I bought Scout lt which fork width is 21mm.
Now I would like to try it with band width 24mm. 
I wonder if and how much width of band can be greater than the width of the fork.

I assume + 1mm band on both sides of fork wouldn't be a problem, but what if i try ad wider band?

Greetings


----------



## msturm (Sep 18, 2019)

Crudex said:


> Hi,
> 
> I bought Scoult lt which fork width is 21mm.
> Now I would like to try it with band width 24mm.
> ...


Great question. 

I shoot wide bands on small naturals that causes it to wrap about half way around. I have never had an issue. I have also folded a band over before tie on and that works too. I would not worry about it.
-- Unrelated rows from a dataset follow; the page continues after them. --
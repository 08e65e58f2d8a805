//! Reserve and price-accumulator manager.

use ethereum_types::U256;
use tracing::debug;

use crate::domain::Shares;
use crate::error::{AmmError, Result};
use crate::math::WAD_U256;
use crate::traits::ReserveSnapshot;

/// Upper bound on a stored reserve, in shares.
///
/// Balances observed above this are rejected as fatal overflow rather
/// than silently wrapped; the bound also keeps the product of two
/// reserves comfortably inside 256 bits for invariant math.
pub const MAX_RESERVE: u128 = (1 << 112) - 1;

/// Stored reserves plus time-weighted price accumulators.
///
/// Reserves mirror the custody balances observed at the end of the
/// last completed operation. When time-weighted tracking is enabled,
/// each sync that crosses into a new timestamp first advances both
/// accumulators by the price that was in effect during the elapsed
/// interval — computed from the *pre-update* reserves — and only then
/// overwrites the reserves.
///
/// Accumulators are 256-bit, WAD-scaled, monotonically non-decreasing
/// modulo wrap-around; consumers derive average prices from differences
/// between observations, so wrapping is harmless by construction.
#[derive(Debug, Clone, PartialEq, Eq)]
pub struct ReserveState {
    reserve_a: Shares,
    reserve_b: Shares,
    price_a_cumulative: U256,
    price_b_cumulative: U256,
    last_sync: u64,
    twap: bool,
}

impl ReserveState {
    /// Creates an empty reserve state.
    ///
    /// With `twap` disabled, `last_sync` stays zero forever — the
    /// signal that this pool instance never accumulates.
    #[must_use]
    pub fn new(twap: bool) -> Self {
        Self {
            reserve_a: Shares::ZERO,
            reserve_b: Shares::ZERO,
            price_a_cumulative: U256::zero(),
            price_b_cumulative: U256::zero(),
            last_sync: 0,
            twap,
        }
    }

    /// Returns the stored reserve of the first asset.
    #[must_use]
    pub const fn reserve_a(&self) -> Shares {
        self.reserve_a
    }

    /// Returns the stored reserve of the second asset.
    #[must_use]
    pub const fn reserve_b(&self) -> Shares {
        self.reserve_b
    }

    /// Returns the timestamp of the last accumulator update (zero when
    /// accumulation is disabled or has not started).
    #[must_use]
    pub const fn last_sync(&self) -> u64 {
        self.last_sync
    }

    /// Returns the cumulative WAD-scaled price of asset A in asset B.
    #[must_use]
    pub const fn price_a_cumulative(&self) -> U256 {
        self.price_a_cumulative
    }

    /// Returns the cumulative WAD-scaled price of asset B in asset A.
    #[must_use]
    pub const fn price_b_cumulative(&self) -> U256 {
        self.price_b_cumulative
    }

    /// Returns a read-only snapshot of reserves and sync timestamp.
    #[must_use]
    pub const fn snapshot(&self) -> ReserveSnapshot {
        ReserveSnapshot {
            reserve_a: self.reserve_a,
            reserve_b: self.reserve_b,
            last_sync: self.last_sync,
        }
    }

    /// Reconciles stored reserves against observed custody balances.
    ///
    /// # Errors
    ///
    /// Returns [`AmmError::Overflow`] if either balance exceeds
    /// [`MAX_RESERVE`]. Nothing is mutated on error.
    pub fn sync(&mut self, balance_a: Shares, balance_b: Shares, now: u64) -> Result<()> {
        if balance_a.get() > MAX_RESERVE || balance_b.get() > MAX_RESERVE {
            return Err(AmmError::Overflow("reserve exceeds representable range"));
        }

        if self.twap {
            if self.last_sync != 0
                && now > self.last_sync
                && !self.reserve_a.is_zero()
                && !self.reserve_b.is_zero()
            {
                let elapsed = U256::from(now - self.last_sync);
                // Price during the elapsed interval comes from the
                // pre-update reserves.
                let price_a =
                    U256::from(self.reserve_b.get()) * WAD_U256 / U256::from(self.reserve_a.get());
                let price_b =
                    U256::from(self.reserve_a.get()) * WAD_U256 / U256::from(self.reserve_b.get());
                let (acc_a, _) = self.price_a_cumulative.overflowing_add(price_a * elapsed);
                let (acc_b, _) = self.price_b_cumulative.overflowing_add(price_b * elapsed);
                self.price_a_cumulative = acc_a;
                self.price_b_cumulative = acc_b;
            }
            self.last_sync = now;
        }

        self.reserve_a = balance_a;
        self.reserve_b = balance_b;
        debug!(reserve_a = %balance_a, reserve_b = %balance_b, timestamp = now, "reserves synced");
        Ok(())
    }
}
//! Core trait abstractions at the engine's seams.
//!
//! [`CurvePool`] is the caller-facing operation surface implemented by
//! every pool type. [`CustodyLedger`] and [`FeeGovernor`] are the two
//! consumed collaborator boundaries: the balance store that custodies
//! pool assets, and the governance source of protocol-fee parameters.

mod curve_pool;
mod custody_ledger;
mod fee_governor;

pub use curve_pool::{CurvePool, OpContext, ReserveSnapshot, Withdrawal};
pub use custody_ledger::CustodyLedger;
pub use fee_governor::FeeGovernor;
Strap em' on there and see how it goes.


----------



## jazz (May 15, 2012)

I agree with msturm above, however, most of the times I fold the band2 so they become half of their width, most of the times becoming even much more narrower than the fork itself, but to me it is more pleasing to the eye than the previous solution.

cheers,

jazz


----------



## Crudex (6 mo ago)

Thanks for answers 👍🙂
They're rly helpful to me.
I was using 20mm/13mm bands. 
Now its time to check 24/12.

Greetings


----------